Кризисное развитие, преодолевающее ограничения системы и выходящее за ее рамки, ориентируется на высокоадаптивную самоорганизацию. Мыслители от Аристотеля до Клауса Конрада размышляли над опытом столкновений амбициозного аутопоэзиса (самопорождения) с агрессивными/охранительными обстоятельствами, проблемой «зависти богов» и неотвратимости фатума. Алгоритм рокового хода событий (фабула) в подобной трактовке трагическим образом предопределял судьбу субъекта и результат предприятия. Иной подход к прохождению череды критических состояний прописан в библейских текстах, их производных, а также в концепте Ренессанса: Sapiens Dominabitur Astris («Разум повелевает звездам»).
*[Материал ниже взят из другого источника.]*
//! Packet definitions for the cellarena protocol.
//!
//! This module contains both client->server and server->client packet types.

mod client;
mod server;

pub use client::*;
pub use server::*;

use crate::ProtocolError;

/// Opcodes for client -> server packets.
#[repr(u8)]
#[derive(Debug, Clone, Copy, PartialEq, Eq)]
pub enum ClientOpcode {
    /// Join as a player or spectator.
    Join = 0x00,
    /// Target update (doubles as the heartbeat).
    Target = 0x10,
    /// Split every eligible cell.
    Split = 0x11,
    /// Fire a mass pellet from every eligible cell.
    FireMass = 0x15,
    /// Respawn after death.
    Respawn = 0x20,
    /// Screen size report.
    Viewport = 0x21,
    /// Latency probe.
    Ping = 0x30,
    /// Chat message.
    Chat = 0x63,
    /// Admin login.
    AdminAuth = 0x70,
    /// Admin kick.
    AdminKick = 0x71,
    /// Server statistics request.
    Stats = 0xFE,
}

impl TryFrom<u8> for ClientOpcode {
    type Error = ProtocolError;

    fn try_from(value: u8) -> Result<Self, Self::Error> {
        Ok(match value {
            0x00 => Self::Join,
            0x10 => Self::Target,
            0x11 => Self::Split,
            0x15 => Self::FireMass,
            0x20 => Self::Respawn,
            0x21 => Self::Viewport,
            0x30 => Self::Ping,
            0x63 => Self::Chat,
            0x70 => Self::AdminAuth,
            0x71 => Self::AdminKick,
            0xFE => Self::Stats,
            other => return Err(ProtocolError::InvalidOpcode(other)),
        })
    }
}

/// Opcodes for server -> client packets.
#[repr(u8)]
#[derive(Debug, Clone, Copy, PartialEq, Eq)]
pub enum ServerOpcode {
    /// Initial player state and world size.
    Welcome = 0x01,
    /// Per-tick world view.
    StateSnapshot = 0x10,
    /// Ordered leaderboard.
    Leaderboard = 0x31,
    /// Reply to a ping.
    Pong = 0x32,
    /// A player joined.
    PlayerJoined = 0x40,
    /// A player left.
    PlayerLeft = 0x41,
    /// A player lost their last cell.
    PlayerEaten = 0x42,
    /// The receiving player died.
    Died = 0x43,
    /// The receiving connection is being closed.
    Kicked = 0x44,
    /// Spawn refused until a deposit is made.
    DepositRequired = 0x45,
    /// Free-form server notice.
    ServerMessage = 0x46,
    /// Relayed chat line.
    ChatMessage = 0x63,
    /// Server statistics.
    ServerStat = 0xFE,
}
//! Player state owned by the simulation.

use crate::economy::Economy;
use crate::liveness::Heartbeat;
use crate::world::World;
use glam::Vec2;
use tokio::time::Instant;

/// Connection id, unique for the life of the process.
pub type PlayerId = u32;

/// How a connection takes part in the game.
#[derive(Debug, Clone, Copy, PartialEq, Eq)]
pub enum Role {
    /// Connected but has not sent a join yet.
    Connecting,
    Player,
    Spectator,
}

/// A connected participant.
///
/// `cells` is kept in creation order; splits and merges walk it front to
/// back so the outcome does not depend on hash ordering.
#[derive(Debug)]
pub struct Player {
    pub id: PlayerId,
    pub name: String,
    pub role: Role,
    pub cells: Vec<u32>,
    /// Desired direction as an offset from the player's centre.
    pub target: Vec2,
    pub is_admin: bool,
    pub heartbeat: Heartbeat,
    pub economy: Economy,
    /// Reported screen size.
    pub viewport: Vec2,
}

impl Player {
    pub fn new(id: PlayerId, now: Instant, viewport: Vec2) -> Self {
        Self {
            id,
            name: String::new(),
            role: Role::Connecting,
            cells: Vec::new(),
            target: Vec2::ZERO,
            is_admin: false,
            heartbeat: Heartbeat::new(now),
            economy: Economy::default(),
            viewport,
        }
    }

    #[inline]
    pub fn is_alive(&self) -> bool {
        !self.cells.is_empty()
    }

    #[inline]
    pub fn is_joined(&self) -> bool {
        self.role != Role::Connecting
    }

    /// Sum of the masses of every owned cell.
    pub fn total_mass(&self, world: &World) -> f32 {
        self.cells
            .iter()
            .filter_map(|id| world.get(*id))
            .map(|cell| cell.data().mass())
            .sum()
    }

    /// Mass-weighted centre of the owned cells.
    pub fn centre(&self, world: &World) -> Option<Vec2> {
        let mut weighted = Vec2::ZERO;
        let mut total = 0.0;
        for cell in self.cells.iter().filter_map(|id| world.get(*id)) {
            let data = cell.data();
            weighted += data.position() * data.mass();
            total += data.mass();
        }
        (total > 0.0).then(|| weighted / total)
    }

    /// Where the player is steering, in world space.
    pub fn target_point(&self, world: &World) -> Option<Vec2> {
        self.centre(world).map(|c| c + self.target)
    }
}
//! Server -> Client packet building.

use super::ServerOpcode;
use crate::{BinaryWriter, Position};

/// One circle as the client sees it.
#[derive(Debug, Clone, Copy, PartialEq)]
pub struct CellRecord {
    pub id: u32,
    pub position: Position,
    pub mass: f32,
    pub radius: f32,
}

/// Another player visible in a snapshot.
#[derive(Debug, Clone, PartialEq)]
pub struct PlayerRecord {
    pub id: u32,
    pub name: String,
    pub cells: Vec<CellRecord>,
}

/// A leaderboard entry.
#[derive(Debug, Clone, PartialEq)]
pub struct LeaderboardEntry {
    /// Connection id.
    pub id: u32,
    pub name: String,
    /// Aggregate mass.
    pub mass: f32,
}

/// Everything one client receives in a single tick.
#[derive(Debug, Clone, Default)]
pub struct StateSnapshot {
    /// The receiver's own cells, empty for spectators.
    pub own: Vec<CellRecord>,
    pub players: Vec<PlayerRecord>,
    pub food: Vec<CellRecord>,
    pub viruses: Vec<CellRecord>,
    pub ejected: Vec<CellRecord>,
}

/// Server statistics reply.
#[derive(Debug, Clone, Copy, Default, PartialEq)]
pub struct ServerStats {
    pub players: u32,
    pub spectators: u32,
    pub food: u32,
    pub viruses: u32,
    pub ejected: u32,
    pub tick: u64,
    pub avg_tick_ms: f32,
}

fn put_cell(w: &mut BinaryWriter, cell: &CellRecord) {
    w.put_u32(cell.id);
    w.put_f32(cell.position.x);
    w.put_f32(cell.position.y);
    w.put_f32(cell.mass);
    w.put_f32(cell.radius);
}

fn put_cells(w: &mut BinaryWriter, cells: &[CellRecord]) {
    w.put_u16(cells.len().min(u16::MAX as usize) as u16);
    for cell in cells.iter().take(u16::MAX as usize) {
        put_cell(w, cell);
    }
}

fn put_cell_list(w: &mut BinaryWriter, cells: &[CellRecord]) {
    w.put_u32(cells.len() as u32);
    for cell in cells {
        put_cell(w, cell);
    }
}

fn text_packet(opcode: ServerOpcode, text: &str) -> BinaryWriter {
    let mut w = BinaryWriter::with_capacity(2 + text.len());
    w.put_u8(opcode as u8);
    w.put_string(text);
    w
}

fn empty_packet(opcode: ServerOpcode) -> BinaryWriter {
    let mut w = BinaryWriter::with_capacity(1);
    w.put_u8(opcode as u8);
    w
}

/// Build a Welcome packet (0x01).
pub fn build_welcome(player_id: u32, world_size: Position, cells: &[CellRecord]) -> BinaryWriter {
    let mut w = BinaryWriter::with_capacity(15 + cells.len() * 20);
    w.put_u8(ServerOpcode::Welcome as u8);
    w.put_u32(player_id);
    w.put_f32(world_size.x);
    w.put_f32(world_size.y);
    put_cells(&mut w, cells);
    w
}

/// Build a StateSnapshot packet (0x10).
///
/// Layout: own cells (u16 count), players (u16 count, each with id,
/// name and u16 cell list), then food, viruses and ejected mass as
/// u32-counted cell lists.
pub fn build_state_snapshot(snapshot: &StateSnapshot) -> BinaryWriter {
    let cells = snapshot.own.len()
        + snapshot.food.len()
        + snapshot.viruses.len()
        + snapshot.ejected.len()
        + snapshot.players.iter().map(|p| p.cells.len()).sum::<usize>();
    let mut w = BinaryWriter::with_capacity(16 + cells * 20);
    w.put_u8(ServerOpcode::StateSnapshot as u8);
    put_cells(&mut w, &snapshot.own);
    w.put_u16(snapshot.players.len().min(u16::MAX as usize) as u16);
    for player in snapshot.players.iter().take(u16::MAX as usize) {
        w.put_u32(player.id);
        w.put_string(&player.name);
        put_cells(&mut w, &player.cells);
    }
    put_cell_list(&mut w, &snapshot.food);
    put_cell_list(&mut w, &snapshot.viruses);
    put_cell_list(&mut w, &snapshot.ejected);
    w
}

/// Build a Leaderboard packet (0x31).
pub fn build_leaderboard(entries: &[LeaderboardEntry]) -> BinaryWriter {
    let mut w = BinaryWriter::new();
    w.put_u8(ServerOpcode::Leaderboard as u8);
    w.put_u32(entries.len() as u32);
    for entry in entries {
        w.put_u32(entry.id);
        w.put_string(&entry.name);
        w.put_f32(entry.mass);
    }
    w
}

/// Build a Pong packet (0x32).
pub fn build_pong() -> BinaryWriter {
    empty_packet(ServerOpcode::Pong)
}

/// Build a PlayerJoined notice (0x40).
pub fn build_player_joined(name: &str) -> BinaryWriter {
    text_packet(ServerOpcode::PlayerJoined, name)
}

/// Build a PlayerLeft notice (0x41).
pub fn build_player_left(name: &str) -> BinaryWriter {
    text_packet(ServerOpcode::PlayerLeft, name)
}

/// Build a PlayerEaten notice (0x42).
pub fn build_player_eaten(victim: &str, eater: &str) -> BinaryWriter {
    let mut w = text_packet(ServerOpcode::PlayerEaten, victim);
    w.put_string(eater);
    w
}

/// Build a Died packet (0x43).
pub fn build_died() -> BinaryWriter {
    empty_packet(ServerOpcode::Died)
}

/// Build a Kicked packet (0x44).
pub fn build_kicked(reason: &str) -> BinaryWriter {
    text_packet(ServerOpcode::Kicked, reason)
}

/// Build a DepositRequired packet (0x45).
pub fn build_deposit_required(message: &str) -> BinaryWriter {
    text_packet(ServerOpcode::DepositRequired, message)
}

/// Build a ServerMessage packet (0x46).
pub fn build_server_message(text: &str) -> BinaryWriter {
    text_packet(ServerOpcode::ServerMessage, text)
}

/// Build a ChatMessage packet (0x63).
pub fn build_chat_message(sender: &str, message: &str) -> BinaryWriter {
    let mut w = text_packet(ServerOpcode::ChatMessage, sender);
    w.put_string(message);
    w
}

/// Build a ServerStat packet (0xFE).
pub fn build_server_stat(stats: &ServerStats) -> BinaryWriter {
    let mut w = BinaryWriter::with_capacity(33);
    w.put_u8(ServerOpcode::ServerStat as u8);
    w.put_u32(stats.players);
    w.put_u32(stats.spectators);
    w.put_u32(stats.food);
    w.put_u32(stats.viruses);
    w.put_u32(stats.ejected);
    w.put_u64(stats.tick);
    w.put_f32(stats.avg_tick_ms);
    w
}

#[cfg(test)]
mod tests {
    use super::*;
    use crate::{BinaryReader, MAX_STRING_LEN};

    fn cell(id: u32) -> CellRecord {
        CellRecord {
            id,
            position: Position::new(1.0, 2.0),
            mass: 10.0,
            radius: 23.0,
        }
    }

    #[test]
    fn test_welcome_layout() {
        let bytes = build_welcome(7, Position::new(5000.0, 4000.0), &[cell(3)]).finish();
        let mut r = BinaryReader::new(bytes);
        assert_eq!(r.get_u8().unwrap(), 0x01);
        assert_eq!(r.get_u32().unwrap(), 7);
        assert_eq!(r.get_f32().unwrap(), 5000.0);
        assert_eq!(r.get_f32().unwrap(), 4000.0);
        assert_eq!(r.get_u16().unwrap(), 1);
        assert_eq!(r.get_u32().unwrap(), 3);
        assert_eq!(r.remaining(), 16);
    }

    #[test]
    fn test_snapshot_sections_in_order() {
        let snapshot = StateSnapshot {
            own: vec![cell(1)],
            players: vec![PlayerRecord {
                id: 9,
                name: "eve".into(),
                cells: vec![cell(2), cell(4)],
            }],
            food: vec![cell(5), cell(6), cell(8)],
            viruses: vec![],
            ejected: vec![cell(10)],
        };
        let mut r = BinaryReader::new(build_state_snapshot(&snapshot).finish());
        assert_eq!(r.get_u8().unwrap(), 0x10);
        assert_eq!(r.get_u16().unwrap(), 1);
        assert_eq!(r.get_u32().unwrap(), 1);
        for _ in 0..4 {
            r.get_f32().unwrap();
        }
        assert_eq!(r.get_u16().unwrap(), 1);
        assert_eq!(r.get_u32().unwrap(), 9);
        assert_eq!(r.get_string(MAX_STRING_LEN).unwrap(), "eve");
        assert_eq!(r.get_u16().unwrap(), 2);
        for _ in 0..2 {
            r.get_u32().unwrap();
            for _ in 0..4 {
                r.get_f32().unwrap();
            }
        }
        assert_eq!(r.get_u32().unwrap(), 3);
        for _ in 0..3 {
            r.get_u32().unwrap();
            for _ in 0..4 {
                r.get_f32().unwrap();
            }
        }
        assert_eq!(r.get_u32().unwrap(), 0);
        assert_eq!(r.get_u32().unwrap(), 1);
        assert_eq!(r.get_u32().unwrap(), 10);
    }

    #[test]
    fn test_leaderboard_entries() {
        let entries = vec![
            LeaderboardEntry { id: 2, name: "a".into(), mass: 50.0 },
            LeaderboardEntry { id: 1, name: "b".into(), mass: 20.0 },
        ];
        let mut r = BinaryReader::new(build_leaderboard(&entries).finish());
        assert_eq!(r.get_u8().unwrap(), 0x31);
        assert_eq!(r.get_u32().unwrap(), 2);
        assert_eq!(r.get_u32().unwrap(), 2);
        assert_eq!(r.get_string(MAX_STRING_LEN).unwrap(), "a");
        assert_eq!(r.get_f32().unwrap(), 50.0);
    }

    #[test]
    fn test_kicked_carries_reason() {
        let bytes = build_kicked("Invalid username.").finish();
        assert_eq!(bytes[0], 0x44);
        assert_eq!(&bytes[1..], b"Invalid username.\0");
    }

    #[test]
    fn test_chat_has_sender_and_body() {
        let bytes = build_chat_message("ann", "hi").finish();
        assert_eq!(&bytes[..], b"\x63ann\0hi\0");
    }

    #[test]
    fn test_server_stat_size() {
        let bytes = build_server_stat(&ServerStats::default()).finish();
        assert_eq!(bytes.len(), 33);
    }
}
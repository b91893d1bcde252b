//! Inbound events and the per-tick command queue.
//!
//! The gateway never touches the world. It turns frames into
//! [`Inbound`] events on a single channel; the game loop drains that
//! channel at the start of every tick.

use super::client::Outbox;
use protocol::packets::{ClientPacket, JoinKind};
use std::net::SocketAddr;
use thiserror::Error;
use tokio::time::Instant;

/// Longest chat message relayed, in characters.
pub const MAX_CHAT_LEN: usize = 35;
/// Name used when a player joins without one.
pub const DEFAULT_NAME: &str = "unnamed cell";

/// Something that happened outside the tick.
#[derive(Debug)]
pub enum Inbound {
    /// A WebSocket handshake completed.
    Connected {
        id: u32,
        addr: Option<SocketAddr>,
        outbox: Outbox,
    },
    /// A well-formed frame arrived.
    Packet {
        id: u32,
        packet: ClientPacket,
        received_at: Instant,
    },
    /// The socket closed.
    Disconnected { id: u32 },
    /// The wallet side confirmed a deposit for an account.
    DepositConfirmed { user_id: String },
}

/// A queued command, applied during the next tick.
#[derive(Debug, Clone, PartialEq)]
pub enum Command {
    Join {
        kind: JoinKind,
        name: String,
        user_id: Option<String>,
    },
    Split,
    FireMass,
    Respawn,
    Chat { message: String },
    AdminAuth { password: String },
    AdminKick { name: String, reason: String },
    Ping,
    Stats,
}

impl Command {
    /// Map a frame onto a queued command. Target and viewport updates
    /// are recorded on arrival instead and map to `None`.
    pub fn from_packet(packet: ClientPacket) -> Option<Self> {
        Some(match packet {
            ClientPacket::Join { kind, name, user_id } => Command::Join { kind, name, user_id },
            ClientPacket::Split => Command::Split,
            ClientPacket::FireMass => Command::FireMass,
            ClientPacket::Respawn => Command::Respawn,
            ClientPacket::Chat { message } => Command::Chat { message },
            ClientPacket::AdminAuth { password } => Command::AdminAuth { password },
            ClientPacket::AdminKick { name, reason } => Command::AdminKick { name, reason },
            ClientPacket::Ping => Command::Ping,
            ClientPacket::Stats => Command::Stats,
            ClientPacket::TargetUpdate { .. } | ClientPacket::Viewport { .. } => return None,
        })
    }
}

/// Why a command was ignored.
#[derive(Debug, Error, Clone, PartialEq, Eq)]
pub enum CommandError {
    #[error("session is not joined")]
    NotJoined,
    #[error("session already joined")]
    AlreadyJoined,
    #[error("spectators cannot do that")]
    Spectator,
    #[error("player has no cells")]
    NotAlive,
    #[error("player is still alive")]
    StillAlive,
    #[error("too many commands pending")]
    QueueFull,
    #[error("invalid name")]
    InvalidName,
    #[error("user id already connected")]
    DuplicateUser,
    #[error("unknown session {0}")]
    UnknownSession(u32),
}

/// Check a join name. ASCII letters, digits and underscores only; empty names
/// get the default.
pub fn validate_name(name: &str, max_len: usize) -> Result<String, CommandError> {
    if name.is_empty() {
        return Ok(DEFAULT_NAME.to_string());
    }
    let valid = name.chars().count() <= max_len && name.chars().all(|c| c.is_ascii_alphanumeric() || c == '_');
    if valid {
        Ok(name.to_string())
    } else {
        Err(CommandError::InvalidName)
    }
}

/// Strip `<...>` tags and cut the message to [`MAX_CHAT_LEN`] characters.
/// Returns `None` if nothing printable is left.
pub fn sanitize_chat(message: &str) -> Option<String> {
    let mut out = String::with_capacity(message.len());
    let mut in_tag = false;
    for c in message.chars() {
        match c {
            '<' => in_tag = true,
            '>' if in_tag => in_tag = false,
            _ if in_tag => {}
            _ => out.push(c),
        }
    }
    let out: String = out.trim().chars().take(MAX_CHAT_LEN).collect();
    (!out.is_empty()).then_some(out)
}
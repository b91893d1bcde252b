//! Shared protocol crate for the cellarena server.
//!
//! This crate contains:
//! - Binary reading/writing utilities
//! - Client packet parsing and encoding
//! - Server packet builders and the records they carry

mod binary;
mod error;
pub mod packets;

pub use binary::{BinaryReader, BinaryWriter, MAX_STRING_LEN};
pub use error::ProtocolError;

/// A 2D world position using glam's Vec2.
pub type Position = glam::Vec2;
Обезличенные концепты стратегирования зафиксированы в мировидении и технологиях интеллектуальных игр: гексаграммах, го, шахматах, картах и других маршрутизаторах – стратегиях комплексных взаимоотношений. Развитие само по себе чревато рисками и катастрофами, альтернатива – жизнь в дурной бесконечности «худых людей» как «нечто безобразное и уродливое, однако без страдания» (Аристотель), соприкасаясь с пространством дерзновений, но игнорируя его. Проживая количественно-сюжетный круг с чредой ситуаций, образующих лабиринт истории как бесконечную «комедию положений» (Неклесса). Как ни крути, а мысли Неклесса и автора этого сайта во многом схожи. Хотя, так высоконаучно и высокохудожественно (как у Неклесса), автор писать — еще не научился. Да и вряд ли это у него когда-нибудь получится. Тем не менее, одно можно сказать абсолютно четко – Неклесса чувствует изменения, происходящие в нашем мире, но объяснить их чисто логически он не в состоянии (опять-таки, как и автор этого сайта). Именно по этой причине Неклесса и пошел по пути усложнения своих мыслей. Ну а автор выбрал другой путь – путь упрощения мыслей. Ну а какой из них, Вам больше по нраву, выбирайте сами, уважаемый читатель. И помните, автор никогда не врет, он всегда говорит правду, хотя далеко не всю, а только нужную для дела.